Re-Immersing and the month of January

Kyle Healy - Senegal


March 3, 2017

Nothing to bring you back to reality like being attacked by a swarm of bees. You’re probably wondering what I mean by that, and that’s a good question! I’ll try to explain. The past month or so has been relatively difficult for me. I am extremely lucky that my family was able to visit me, but I would be lying if I said it didn’t mess up the flow of my life here. I was so happy to see them, but the week that I spent away from my host family and with my real family took me out of my reality here in Khombole. Upon returning to my host family after New Year’s, I felt dazed and out of place. This sentiment persisted for the next month as I went through the motions of going to my apprenticeships, learning my language and trying to be a part of my community even though I didn’t feel like I belonged. 

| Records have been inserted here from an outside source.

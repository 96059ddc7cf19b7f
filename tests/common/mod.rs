#![allow(dead_code)]

use async_trait::async_trait;
use misconception_tutor::{
    BackendError, Choice, GenerationParams, MisconceptionCatalog, MisconceptionRecord, Question, TextGenerator,
};
use std::collections::VecDeque;
use std::sync::Mutex;
use std::sync::atomic::{AtomicUsize, Ordering};

/// Generator that replays queued responses, then repeats a fallback.
pub struct ScriptedGenerator {
    script: Mutex<VecDeque<Result<String, BackendError>>>,
    fallback: Option<String>,
    calls: AtomicUsize,
    prompts: Mutex<Vec<String>>,
}

impl ScriptedGenerator {
    pub fn new(script: Vec<Result<String, BackendError>>) -> Self {
        Self {
            script: Mutex::new(script.into()),
            fallback: None,
            calls: AtomicUsize::new(0),
            prompts: Mutex::new(Vec::new()),
        }
    }

    pub fn always(response: &str) -> Self {
        Self::new(Vec::new()).with_fallback(response)
    }

    pub fn with_fallback(mut self, response: &str) -> Self {
        self.fallback = Some(response.to_string());
        self
    }

    pub fn calls(&self) -> usize {
        self.calls.load(Ordering::SeqCst)
    }

    pub fn prompts(&self) -> Vec<String> {
        self.prompts.lock().unwrap().clone()
    }
}

#[async_trait]
impl TextGenerator for ScriptedGenerator {
    async fn generate(&self, prompt: &str, _params: &GenerationParams) -> Result<String, BackendError> {
        self.calls.fetch_add(1, Ordering::SeqCst);
        self.prompts.lock().unwrap().push(prompt.to_string());
        let next = self.script.lock().unwrap().pop_front();
        match next {
            Some(result) => result,
            None => self
                .fallback
                .clone()
                .ok_or_else(|| BackendError::Transport("script exhausted".to_string())),
        }
    }

    fn backend_name(&self) -> &'static str {
        "scripted"
    }

    fn model_name(&self) -> &str {
        "scripted-model"
    }
}

/// Generator that returns its prompt followed by a fixed completion, the way
/// hosted text-generation endpoints do by default.
pub struct EchoingGenerator {
    completion: String,
    trim_prompt: bool,
}

impl EchoingGenerator {
    pub fn new(completion: &str) -> Self {
        Self {
            completion: completion.to_string(),
            trim_prompt: false,
        }
    }

    /// Echo the prompt with trailing whitespace removed, so it is no longer an
    /// exact prefix of the response.
    pub fn trimmed(mut self) -> Self {
        self.trim_prompt = true;
        self
    }
}

#[async_trait]
impl TextGenerator for EchoingGenerator {
    async fn generate(&self, prompt: &str, _params: &GenerationParams) -> Result<String, BackendError> {
        let echoed = if self.trim_prompt { prompt.trim_end() } else { prompt };
        Ok(format!("{}\n{}", echoed, self.completion))
    }

    fn backend_name(&self) -> &'static str {
        "echoing"
    }

    fn model_name(&self) -> &str {
        "echoing-model"
    }
}

pub const WELL_FORMED_OUTPUT: &str = "---\n\
Question: What is 2 + 3 x 4?\n\
A) 20\n\
B) 14\n\
C) 24\n\
D) 9\n\
Correct Answer: B\n\
Explanation: Multiply before adding: 3 x 4 = 12, then 2 + 12 = 14.\n\
---";

pub const INCOMPLETE_OUTPUT: &str = "Question: What is 2 + 3 x 4?\nA) 20\nB) 14";

/// Order-of-operations question where B carries misconception 42 and C has none.
pub fn bidmas_question() -> Question {
    Question {
        id: Some(101),
        construct_name: Some("Use the order of operations to carry out calculations".to_string()),
        subject_name: Some("BIDMAS".to_string()),
        text: "3 + 4 x 2 = ?".to_string(),
        answer_a_text: "11".to_string(),
        answer_b_text: "14".to_string(),
        answer_c_text: "10".to_string(),
        answer_d_text: "24".to_string(),
        correct_choice: Choice::A,
        misconception_a_id: None,
        misconception_b_id: Some(42),
        misconception_c_id: None,
        misconception_d_id: Some(999),
    }
}

pub fn fractions_question() -> Question {
    Question {
        id: Some(202),
        construct_name: None,
        subject_name: None,
        text: "1/2 + 1/3 = ?".to_string(),
        answer_a_text: "2/5".to_string(),
        answer_b_text: "5/6".to_string(),
        answer_c_text: "2/6".to_string(),
        answer_d_text: "1/6".to_string(),
        correct_choice: Choice::B,
        misconception_a_id: Some(7),
        misconception_b_id: None,
        misconception_c_id: None,
        misconception_d_id: None,
    }
}

pub fn catalog() -> MisconceptionCatalog {
    MisconceptionCatalog::new(vec![
        MisconceptionRecord {
            id: 42,
            description: "Carries out operations from left to right regardless of priority order".to_string(),
        },
        MisconceptionRecord {
            id: 7,
            description: "Adds the numerators and the denominators".to_string(),
        },
    ])
}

At the end of January, I attended our second training seminar, hosted in the region of Kedougou. I felt great by the end of the seminar, but Kedougou is radically different from my home region. I felt like I was in a completely different country (mainly because I was basically in Guinea.) This is where the bees come in. On the way back, we stopped on the side of the road for fellows to relieve themselves and stretch their legs out. I decided to walk into the brush to find a tree to stop by. Having headphones in, I thought the wind was just causing the branches of the tree to slap against my head. Looking up, and consequentially taking my headphones out, it dawned on me pretty quickly that I was actually peeing on a hive… full of angry bees. Never before have I experienced a test of my decision-making skills as difficult as the choice between pulling my pants up and running like hell, or just running like hell with my pants undone. I decided to go with the first option, calmly making sure everything was in order before making a beeline (haha, get it?) to the bus. Great idea, right? Wrong. As it turns out, African honey bees are about 10 times as aggressive as European honeybees. In addition, when a hive of European honey bees is disturbed, they tend to stick near the hive in order to defend it. If a hive of African honeybees is disturbed, the drones will fly out in a swarm and try to make sure whatever (or whomever) came near their sanctuary, whether it be a person or a honey badger, pays for its sins. This means that my decision to run to the bus resulted in the bees swarming out and attacking everyone else who was outside. As we all rushed into the bus, I decided to keep quiet about the fact that I may or may not have caused the swarm by peeing on the living area of the bees. While this story may prove to be funny in the future, especially since it’s already funny to me now, it also helped me snap back into reality in a profound way. While being stung by bees is not a favorable way to do that, I guess it worked in the end. Up until that point I was missing home and just going through the motions with nothing new really popping up or changing my day.  Being attacked by ahive of bees is not something I run into – or run from – every day. It snapped me back into the present –Senegal, speaking Wolof, experiencing this gap year moment … that I know I will think back for the rest of my life.